Our house on 165th Street in Hammond was paid for in 1946 and in the same year we had our first all new car. Eddie used to tell people, “Wipe your feet, wipe your feet”, when they came into our house. When we got a refrigerator, Dick was able to talk and he said, “Eddie, don’t breathe in the ice box”. We still called it an ice box. I asked Tom once what his teacher was like, and he said she’s gray, but not feeble. Dick and Charles Edwin always had paper routes and store jobs as they grew up.

According to History Time Line, I was born in the period called Europe the Overlord. I was born in July 3, 1912. That’s before the Modern World Era, Henry Ford began assembly of cheap motor cars in 1909. People used to call a ford a “Tin Lizzie”. The Modern World began in 1914. The outbreak of World War I began in 1914. I remember soldiers in the war.
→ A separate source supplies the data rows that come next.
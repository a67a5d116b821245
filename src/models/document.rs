// src/models/document.rs
// The typed document tree handed to the drawing core

use serde::{Deserialize, Serialize};
use std::fmt;
use std::fs;
use std::path::Path;

use super::geometry::Viewport;
use crate::error::LoadError;

pub const DEFAULT_FILL: &str = "#000000";

#[derive(Debug, Clone, PartialEq, Serialize, Deserialize)]
pub struct Document {
    pub viewport: Viewport,
    pub nodes: Vec<Node>,
}

/// A tree node, resolved once at load time so nothing downstream has to look
/// at tag names again.
#[derive(Debug, Clone, PartialEq, Serialize, Deserialize)]
#[serde(tag = "type", rename_all = "lowercase")]
pub enum Node {
    Group(Group),
    Path(PathNode),
    Other { tag: String },
}

#[derive(Debug, Clone, PartialEq, Default, Serialize, Deserialize)]
pub struct Group {
    #[serde(default)]
    pub fill: Option<String>,
    #[serde(default)]
    pub children: Vec<Node>,
}

#[derive(Debug, Clone, PartialEq, Serialize, Deserialize)]
pub struct PathNode {
    #[serde(default)]
    pub d: Option<String>,
}

impl Node {
    pub fn path(d: &str) -> Self {
        Node::Path(PathNode {
            d: Some(d.to_string()),
        })
    }

    /// Children visited by the traversal. Only groups have any.
    pub fn children(&self) -> &[Node] {
        match self {
            Node::Group(group) => &group.children,
            _ => &[],
        }
    }

    pub fn tag(&self) -> &str {
        match self {
            Node::Group(_) => "g",
            Node::Path(_) => "path",
            Node::Other { tag } => tag,
        }
    }
}

impl Document {
    pub fn load_json<P: AsRef<Path>>(path: P) -> Result<Self, LoadError> {
        let path = path.as_ref();
        let content = fs::read_to_string(path).map_err(|source| LoadError::Io {
            path: path.to_path_buf(),
            source,
        })?;
        Self::from_json_str(&content)
    }

    pub fn from_json_str(content: &str) -> Result<Self, LoadError> {
        let document: Document = serde_json::from_str(content)?;
        document.viewport.check_extent()?;
        Ok(document)
    }

    pub fn group_count(&self) -> usize {
        self.nodes.iter().filter(|n| matches!(n, Node::Group(_))).count()
    }
}

/// A fill color as written in the document, normalized to upper case.
#[derive(Debug, Clone, PartialEq, Eq, Hash, Serialize, Deserialize)]
#[serde(transparent)]
pub struct Color(String);

impl Color {
    pub fn new(value: &str) -> Self {
        Color(value.trim().to_uppercase())
    }

    pub fn as_str(&self) -> &str {
        &self.0
    }

    /// Decodes `#RGB` and `#RRGGBB` forms. Named colors are not understood.
    pub fn to_rgb8(&self) -> Option<(u8, u8, u8)> {
        let hex = self.0.strip_prefix('#')?;
        if !hex.chars().all(|c| c.is_ascii_hexdigit()) {
            return None;
        }
        match hex.len() {
            6 => Some((
                u8::from_str_radix(&hex[0..2], 16).ok()?,
                u8::from_str_radix(&hex[2..4], 16).ok()?,
                u8::from_str_radix(&hex[4..6], 16).ok()?,
            )),
            3 => {
                let mut channels = hex.chars().map(|c| c.to_digit(16).map(|d| (d * 17) as u8));
                Some((channels.next()??, channels.next()??, channels.next()??))
            }
            _ => None,
        }
    }
}

impl Default for Color {
    fn default() -> Self {
        Color(DEFAULT_FILL.to_string())
    }
}

impl fmt::Display for Color {
    fn fmt(&self, f: &mut fmt::Formatter<'_>) -> fmt::Result {
        f.write_str(&self.0)
    }
}

#[cfg(test)]
mod tests {
    use super::*;

    mod color_tests {
        use super::*;

        #[test]
        fn test_color_normalized_to_upper_case() {
            assert_eq!(Color::new(" #ff00aa ").as_str(), "#FF00AA");
            assert_eq!(Color::default().as_str(), "#000000");
        }

        #[test]
        fn test_color_decodes_hex_forms() {
            assert_eq!(Color::new("#ff8000").to_rgb8(), Some((255, 128, 0)));
            assert_eq!(Color::new("#0f0").to_rgb8(), Some((0, 255, 0)));
            assert_eq!(Color::new("red").to_rgb8(), None);
            assert_eq!(Color::new("#12345").to_rgb8(), None);
            assert_eq!(Color::new("#GG0000").to_rgb8(), None);
        }
    }

    #[test]
    fn test_document_from_json() {
        let document = Document::from_json_str(
            r##"{
                "viewport": { "min_x": 0, "min_y": 0, "width": 100, "height": 50 },
                "nodes": [
                    { "type": "group", "fill": "#ff0000", "children": [
                        { "type": "path", "d": "M0 0 l10 0" },
                        { "type": "other", "tag": "circle" }
                    ] },
                    { "type": "other", "tag": "defs" }
                ]
            }"##,
        )
        .unwrap();

        assert_eq!(document.viewport.width, 100.0);
        assert_eq!(document.group_count(), 1);
        assert_eq!(document.nodes[0].children().len(), 2);
        assert_eq!(document.nodes[0].children()[0], Node::path("M0 0 l10 0"));
        assert_eq!(document.nodes[1].tag(), "defs");
        assert!(document.nodes[1].children().is_empty());
    }

    #[test]
    fn test_document_json_rejects_empty_viewport() {
        let result = Document::from_json_str(
            r#"{ "viewport": { "min_x": 0, "min_y": 0, "width": 0, "height": 50 }, "nodes": [] }"#,
        );
        assert!(matches!(result, Err(LoadError::Config(_))));
    }
}
pub mod color_service;
pub mod svg;

pub use color_service::resolve;
// src/render/immediate.rs
// A live turtle pen rendered through nannou
//
// The pen keeps real heading/position state like a turtle device would. Every
// mark it makes lands in a display list; the window draws the part of that
// list published by the last refresh.

use nannou::lyon::tessellation::LineCap;
use nannou::prelude::*;

use super::sink::{advance, angle_dist, DrawSink, PenMode};
use crate::error::SinkError;
use crate::models::{Color, Point};

const DEFAULT_PEN_WIDTH: f32 = 1.0;
const CURSOR_SIZE: f32 = 9.0;

#[derive(Debug, Clone, PartialEq)]
pub enum DisplayItem {
    Line {
        start: Point,
        end: Point,
        color: Rgb,
        weight: f32,
    },
    Fill {
        points: Vec<Point>,
        color: Rgb,
    },
}

#[derive(Debug, Clone)]
pub struct TurtlePen {
    pub position: Point,
    /// Degrees clockwise from north.
    pub heading: f64,
    pub pen_down: bool,
    pub color: Rgb,
    pub visible: bool,
    pub speed: u32,
    pub weight: f32,
    fill_path: Option<Vec<Point>>,
}

impl TurtlePen {
    pub fn new(weight: Option<f32>) -> Self {
        Self {
            position: Point::default(),
            heading: 0.0,
            pen_down: true,
            color: rgb(0.0, 0.0, 0.0),
            visible: true,
            speed: 3,
            weight: weight.unwrap_or(DEFAULT_PEN_WIDTH),
            fill_path: None,
        }
    }

    pub fn is_filling(&self) -> bool {
        self.fill_path.is_some()
    }
}

pub struct ImmediateSink {
    pen: TurtlePen,
    items: Vec<DisplayItem>,
    published: usize,
    refreshes: usize,
}

impl ImmediateSink {
    pub fn new(pen_width: Option<f32>) -> Self {
        Self {
            pen: TurtlePen::new(pen_width),
            items: Vec::new(),
            published: 0,
            refreshes: 0,
        }
    }

    pub fn pen(&self) -> &TurtlePen {
        &self.pen
    }

    pub fn items(&self) -> &[DisplayItem] {
        &self.items
    }

    /// Items a viewer can currently see.
    pub fn published(&self) -> &[DisplayItem] {
        &self.items[..self.published]
    }

    pub fn refresh_count(&self) -> usize {
        self.refreshes
    }

    /// Straight strokes in drawing order, as (start, end) pairs.
    pub fn lines(&self) -> impl Iterator<Item = (Point, Point)> + '_ {
        self.items.iter().filter_map(|item| match item {
            DisplayItem::Line { start, end, .. } => Some((*start, *end)),
            DisplayItem::Fill { .. } => None,
        })
    }

    fn set_heading(&mut self, heading: f64) {
        self.pen.heading = heading;
    }

    fn forward(&mut self, distance: f64) {
        let target = advance(self.pen.position, self.pen.heading, distance);
        self.move_pen(target);
    }

    fn move_pen(&mut self, target: Point) {
        if self.pen.pen_down {
            self.items.push(DisplayItem::Line {
                start: self.pen.position,
                end: target,
                color: self.pen.color,
                weight: self.pen.weight,
            });
        }
        if let Some(path) = self.pen.fill_path.as_mut() {
            path.push(target);
        }
        self.pen.position = target;
    }

    pub fn draw(&self, draw: &Draw) {
        for item in self.published() {
            match item {
                DisplayItem::Line {
                    start,
                    end,
                    color,
                    weight,
                } => {
                    draw.line()
                        .start(to_pt2(*start))
                        .end(to_pt2(*end))
                        .color(*color)
                        .stroke_weight(*weight)
                        .caps(LineCap::Round);
                }
                DisplayItem::Fill { points, color } => {
                    draw.polygon()
                        .color(*color)
                        .points(points.iter().map(|p| to_pt2(*p)));
                }
            }
        }

        if self.pen.visible {
            self.draw_cursor(draw);
        }
    }

    // small arrowhead pointing along the heading
    fn draw_cursor(&self, draw: &Draw) {
        let tip = advance(self.pen.position, self.pen.heading, CURSOR_SIZE as f64);
        let left = advance(self.pen.position, self.pen.heading - 140.0, CURSOR_SIZE as f64 * 0.6);
        let right = advance(self.pen.position, self.pen.heading + 140.0, CURSOR_SIZE as f64 * 0.6);
        draw.tri()
            .points(to_pt2(tip), to_pt2(left), to_pt2(right))
            .color(self.pen.color);
    }
}

fn to_pt2(p: Point) -> Point2 {
    pt2(p.x as f32, p.y as f32)
}

fn to_rgb(color: &Color) -> Rgb {
    match color.to_rgb8() {
        Some((r, g, b)) => rgb(r as f32 / 255.0, g as f32 / 255.0, b as f32 / 255.0),
        None => {
            log::warn!("Unsupported color {}, drawing in black", color);
            rgb(0.0, 0.0, 0.0)
        }
    }
}

impl DrawSink for ImmediateSink {
    fn set_speed(&mut self, speed: u32) -> Result<(), SinkError> {
        self.pen.speed = speed;
        Ok(())
    }

    fn set_color(&mut self, color: &Color) -> Result<(), SinkError> {
        self.pen.color = to_rgb(color);
        Ok(())
    }

    fn begin_fill(&mut self) -> Result<(), SinkError> {
        self.pen.fill_path = Some(vec![self.pen.position]);
        Ok(())
    }

    fn end_fill(&mut self) -> Result<(), SinkError> {
        if let Some(points) = self.pen.fill_path.take() {
            if points.len() >= 3 {
                self.items.push(DisplayItem::Fill {
                    points,
                    color: self.pen.color,
                });
            }
        }
        Ok(())
    }

    fn hide(&mut self) -> Result<(), SinkError> {
        self.pen.visible = false;
        Ok(())
    }

    fn set_position(&mut self, to: Point, mode: PenMode) -> Result<(), SinkError> {
        match mode {
            PenMode::Jump => {
                self.pen.pen_down = false;
                self.move_pen(to);
                self.pen.pen_down = true;
            }
            PenMode::KeepDown => self.move_pen(to),
        }
        Ok(())
    }

    fn stroke_to(&mut self, from: Point, to: Point) -> Result<(), SinkError> {
        let (heading, distance) = angle_dist(from, to);
        self.set_heading(heading);
        self.forward(distance);
        Ok(())
    }

    fn refresh(&mut self) -> Result<(), SinkError> {
        self.published = self.items.len();
        self.refreshes += 1;
        Ok(())
    }

    fn finish(&mut self) -> Result<(), SinkError> {
        self.refresh()
    }
}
New inventions like the airplane, radio, and cars rapidly developed.

I went to the Holy Land. I first went to Charles Edwin’s in Delaware. Then we left Baltimore airport. We flew across the ocean and in the morning I could see lights turning on in England as we passed over. We did stop at Frankfurt, Germany for fuel. Then we flew to Cyprus and got on a ship on the Mediterranean Sea. The ship sailed at night while we slept. Some got very sick but I didn’t. Every morning we got up and had breakfast and they gave us a bag lunch to board a bus all day. The bus rode us to different countries, then we went back to the ship at night. I saw the River Jordan, Dead Sea, and the Sea of Galilee. One night we didn’t get to the ship to sleep.

I slept in a hotel in Jerusalem. After the trip ended, we got the plane at Cyprus and flew to Lisbon, Portugal for fuel and back across the ocean to Baltimore, The church people came in a big car and took us back to Delaware. Later I flew back to Chicago from Ed’s house in Delaware. The Mediterranean is very rough and one night dishes were sliding off the table and we were told to go back to our rooms. There was a dance floor on ship. I danced with Ed and a Professor from another state. He was very young. It was fun. I was 60 at least then.

Berenice Lasbury died May 31, 1989 following a heart attack and several days in the hospital. Her ashes were spread in Lake Michigan off the north Hammond shore.


Edwin C. Lasbury, my husband was born August 24, 1910 in Alton, Illinois. He died April 9, 1969 in Hammond, Indiana and is buried at Elmnwood Cemetery in Hammond. He died of a massive heart attack. Edwin C. Lasbury worked for Standard Oil for many years, then became a State Farm Agent in 1954 while he was still working at Standard Oil. He was one of nine children.